Il fut quelque peu désenchanté pourtant lorsqu’ils découvrirent que l’hôpital destiné à les héberger ce soir-là ne possédait nul feu pour se réchauffer.
– Ils vont nous apporter de l’eau pour nous décrasser, déclara Louis, mais ne vous attendez pas à ce qu’elle ait été attiédie.

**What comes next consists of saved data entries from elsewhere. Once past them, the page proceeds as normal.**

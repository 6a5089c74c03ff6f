use serde::{Deserialize, Serialize};
use std::time::SystemTime;
use uuid::Uuid;

/// Entity kinds used when reporting conflicts and missing documents.
pub const USER_ENTITY: &str = "user";
pub const SESSION_ENTITY: &str = "game session";
pub const CREDENTIAL_ENTITY: &str = "credential";

/// Registered user profile persisted by the storage layer.
#[derive(Debug, Clone, Serialize, Deserialize, PartialEq, Eq)]
pub struct UserEntity {
    /// Stable identifier for the user.
    pub id: Uuid,
    /// Display name.
    pub name: String,
    /// Normalized (trimmed, lowercased) email address.
    pub email: String,
    /// Users this user has added as friends, in insertion order.
    pub friends: Vec<Uuid>,
    /// Creation timestamp.
    pub created_at: SystemTime,
    /// Optimistic concurrency counter, `0` until first stored.
    pub revision: u64,
}

impl UserEntity {
    /// Build a fresh, not yet persisted user.
    pub fn new(name: String, email: String) -> Self {
        Self {
            id: Uuid::new_v4(),
            name,
            email,
            friends: Vec::new(),
            created_at: SystemTime::now(),
            revision: 0,
        }
    }
}

/// Password credential attached to a user, keyed by email.
#[derive(Debug, Clone, Serialize, Deserialize, PartialEq, Eq)]
pub struct CredentialEntity {
    pub user_id: Uuid,
    pub email: String,
    /// Hex encoded random salt.
    pub salt: String,
    /// Hex encoded SHA-256 of salt followed by the password.
    pub password_hash: String,
}

/// Role lists a user can be a member of inside a game session.
#[derive(Debug, Clone, Copy, PartialEq, Eq, Hash, PartialOrd, Ord)]
pub enum MemberRole {
    Host,
    Player,
    Teacher,
}

impl MemberRole {
    /// Every role, in the order roles are reported to clients.
    pub const ALL: [MemberRole; 3] = [MemberRole::Host, MemberRole::Player, MemberRole::Teacher];

    /// Name of the document field holding the member list for this role.
    pub fn field(self) -> &'static str {
        match self {
            MemberRole::Host => "hosts",
            MemberRole::Player => "players",
            MemberRole::Teacher => "teachers",
        }
    }
}

/// Membership filter used when listing the sessions of a user.
#[derive(Debug, Clone, Copy, PartialEq, Eq)]
pub enum MembershipFilter {
    Role(MemberRole),
    Owner,
}

/// Scheduled board-game session persisted by the storage layer.
#[derive(Debug, Clone, Serialize, Deserialize, PartialEq, Eq)]
pub struct GameSessionEntity {
    /// Primary key of the session.
    pub id: Uuid,
    pub title: String,
    pub location: Option<String>,
    pub scheduled_time: Option<SystemTime>,
    /// Identifier of the game in the external catalog.
    pub catalog_id: String,
    pub min_players: Option<u32>,
    pub max_players: Option<u32>,
    /// User who created the session; never changes.
    pub creator: Uuid,
    /// User currently owning the session.
    pub owner: Uuid,
    pub hosts: Vec<Uuid>,
    pub players: Vec<Uuid>,
    pub teachers: Vec<Uuid>,
    pub created_at: SystemTime,
    pub updated_at: SystemTime,
    /// Optimistic concurrency counter, `0` until first stored.
    pub revision: u64,
}

impl GameSessionEntity {
    /// Borrow the member list backing `role`.
    pub fn members(&self, role: MemberRole) -> &Vec<Uuid> {
        match role {
            MemberRole::Host => &self.hosts,
            MemberRole::Player => &self.players,
            MemberRole::Teacher => &self.teachers,
        }
    }

    /// Mutably borrow the member list backing `role`.
    pub fn members_mut(&mut self, role: MemberRole) -> &mut Vec<Uuid> {
        match role {
            MemberRole::Host => &mut self.hosts,
            MemberRole::Player => &mut self.players,
            MemberRole::Teacher => &mut self.teachers,
        }
    }

    /// All distinct participants, hosts first, then players and teachers.
    pub fn participants(&self) -> Vec<Uuid> {
        let mut seen = Vec::new();
        for id in self.hosts.iter().chain(&self.players).chain(&self.teachers) {
            if !seen.contains(id) {
                seen.push(*id);
            }
        }
        seen
    }

    /// Whether the session matches a membership filter for `user`.
    pub fn matches(&self, user: Uuid, filter: MembershipFilter) -> bool {
        match filter {
            MembershipFilter::Role(role) => self.members(role).contains(&user),
            MembershipFilter::Owner => self.owner == user,
        }
    }
}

Ils s’emmitouflèrent dans leurs couvertures et se serrèrent les uns contre les autres. La lumière qui passait à travers les vitraux gris s’anémiait par degré. Amelina et Léon se montraient la collection de cailloux étranges qu’ils avaient récupérés sur le chemin et menaient d’âpres négociations d’échange. Daniel se sentait fourbu et l’humidité de ses chausses le faisait frissonner.
– Tu as froid, remarqua Bérengère. Viens plus près.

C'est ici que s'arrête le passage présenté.